Política

“O papel insubstituível do Tribunal de Contas e as condições para a sua plena realização”

O Presidente do Tribunal de Contas de Angola proferiu uma palestra sobre o papel insubstituível do Tribunal de contas

O auditório esteve bem composto para a palestra sobre “O papel insubstituível do Tribunal de Contas e as condições para a sua plena realização”, proferida pelo presidente do Tribunal de Contas de Angola.

“O Tribunal de Contas não pode nem deve ser manietado, nem pode ser reduzido à insignificância de forma alguma, sob pena de não conseguir realizar plenamente as suas funções”.

Durante a intervenção, Sebastião Gunza alertou que qualquer ordem política ou jurídica que limite as funções do Tribunal de Contas pode ter consequências sérias, nomeadamente sanções silenciosas por parte das organizações internacionais.

“Existem situações em que os países não têm a menor ideia de que estão a sofrer sanções devido à manipulação do Tribunal de Contas”.

O orador sublinhou ainda que a cobrança de emolumentos é uma atribuição do Tribunal de Contas, reforçando a necessidade de garantir a sua autonomia e independência.

“A cobrança de emolumentos, a aplicação de multas por meio de sanções e outros mecanismos de penalização também são critérios de independência do Tribunal.”

No caso específico de São Tomé e Príncipe, o presidente do Tribunal de Contas local reconheceu que a independência plena da instituição continua a ser uma miragem, deixando-a vulnerável e em situação de fragilidade.
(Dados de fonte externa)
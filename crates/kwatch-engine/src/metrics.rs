//! Engine counters.
//!
//! Lock-free atomics updated by the pipeline stages, plus per-owner match
//! statistics. A snapshot can be taken at any time without stopping the
//! pipeline.

use std::sync::atomic::{AtomicU64, Ordering};

use chrono::{DateTime, Utc};
use dashmap::DashMap;
use serde::Serialize;

/// A single monotonically increasing counter.
#[derive(Debug, Default)]
pub struct Counter(AtomicU64);

impl Counter {
    pub fn increment(&self) {
        self.0.fetch_add(1, Ordering::Relaxed);
    }

    pub fn get(&self) -> u64 {
        self.0.load(Ordering::Relaxed)
    }
}

/// Per-owner match statistics.
#[derive(Debug, Clone, Serialize)]
pub struct OwnerStats {
    pub matches: u64,
    pub last_match: Option<DateTime<Utc>>,
}

/// Counters for every pipeline stage.
#[derive(Debug, Default)]
pub struct EngineMetrics {
    /// Messages accepted into the ingest buffer.
    pub ingested: Counter,
    /// Messages dropped because the ingest buffer was full.
    pub dropped_backpressure: Counter,
    /// Match events produced by the matcher.
    pub matched: Counter,
    /// Match events suppressed as duplicates.
    pub deduplicated: Counter,
    /// Notifications flushed out of aggregation buckets.
    pub aggregated_flushes: Counter,
    /// Notifications that went through the delay heap.
    pub delayed: Counter,
    /// Notifications delivered by the external sender.
    pub sent: Counter,
    /// Notifications dropped at the rate ceiling.
    pub rate_limited: Counter,
    /// Sends that failed after exhausting retries.
    pub send_failures: Counter,
    /// Pattern evaluations that blew their time budget.
    pub match_timeouts: Counter,

    per_owner: DashMap<i64, OwnerStats>,
}

/// Point-in-time copy of the engine counters.
#[derive(Debug, Clone, Serialize)]
pub struct MetricsSnapshot {
    pub ingested: u64,
    pub dropped_backpressure: u64,
    pub matched: u64,
    pub deduplicated: u64,
    pub aggregated_flushes: u64,
    pub delayed: u64,
    pub sent: u64,
    pub rate_limited: u64,
    pub send_failures: u64,
    pub match_timeouts: u64,
}

impl EngineMetrics {
    pub fn new() -> Self {
        Self::default()
    }

    /// Record a match for an owner.
    pub fn record_match(&self, owner_id: i64) {
        self.matched.increment();
        let mut stats = self.per_owner.entry(owner_id).or_insert(OwnerStats {
            matches: 0,
            last_match: None,
        });
        stats.matches += 1;
        stats.last_match = Some(Utc::now());
    }

    /// Match statistics for one owner, if any matches were recorded.
    pub fn owner_stats(&self, owner_id: i64) -> Option<OwnerStats> {
        self.per_owner.get(&owner_id).map(|s| s.clone())
    }

    pub fn snapshot(&self) -> MetricsSnapshot {
        MetricsSnapshot {
            ingested: self.ingested.get(),
            dropped_backpressure: self.dropped_backpressure.get(),
            matched: self.matched.get(),
            deduplicated: self.deduplicated.get(),
            aggregated_flushes: self.aggregated_flushes.get(),
            delayed: self.delayed.get(),
            sent: self.sent.get(),
            rate_limited: self.rate_limited.get(),
            send_failures: self.send_failures.get(),
            match_timeouts: self.match_timeouts.get(),
        }
    }
}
“Não é compreensível que o tribunal de contas não possa fiscalizar certas áreas de atividade financeira pública de montantes elevados de dinheiros públicos, por falta de meios quando se assiste à frequentes desperdícios resultantes de irregularidades financeiras” – lamentou Ricardino Costa Alegre.

O presidente do Tribunal de Contas de São Tomé e Príncipe defendeu que o reforço da independência do Tribunal de Contas deve ser uma prioridade nacional, assumida pelas autoridades, para garantir maior transparência e rigor na gestão dos recursos públicos.

 A visita de Sebastião Gunza a São Tomé e Príncipe fica marcada pela assinatura de um protocolo de cooperação, com o objetivo de aprimorar a qualidade das auditorias e fortalecer o controle das finanças públicas em ambos os países.

O protocolo assinado entre os presidentes dos Tribunais de Contas de São Tomé e Príncipe e de Angola estabelece um compromisso de cooperação técnica e científica nas áreas de fiscalização prévia, concomitante e sucessiva.

José Bouças

2 Comments

2 Comments

  1. ANCA

    28 de Fevereiro de 2025 at 11:30

    A justiça, em conjunção com o sector da segurança e protecção para o bem, e para a sustentabilidade, são quem mais ordena a sociedade, a comunidade, a instituição familiar bem como todas as instituições do estado.

    Por isso façam o vosso trabalho de forma transparente, isento, rigoroso, organizado para o bem deste país.

    Se nasceste aqui, cresceste aqui, estudaste aqui, vives aqui, ajuda a desenvolver o teu país, as tuas gentes, o teu povo, o teu território

    Pratiquemos o bem

    Pois o bem

    Fica-nos bem

    Deus abençoe São Tomé e Príncipe

  2. JuvencioAO

    28 de Fevereiro de 2025 at 15:42

    Acho que no mundo o Tribunal de Contas não funciona como tal. Muito menos ainda em países subdesenvolvidos como São Tomé e Príncipe ou Angola.

    Acho que se os Tribunais de Conta estivessem a funcionar para as contas do Estado, no mundo não haveria GUERRAS.

    Ou será que os Tribunais de Conta têm autorizado verbas para o fomento de tantas guerras que ocorrem pelo mundo fora?

    Em Angola já não há guerra. Mas será que a grande maioria do povo angolano vive acima da linha da pobreza? Penso que não! Mas, neste caso, onde está o Tribunal de Contas desse país?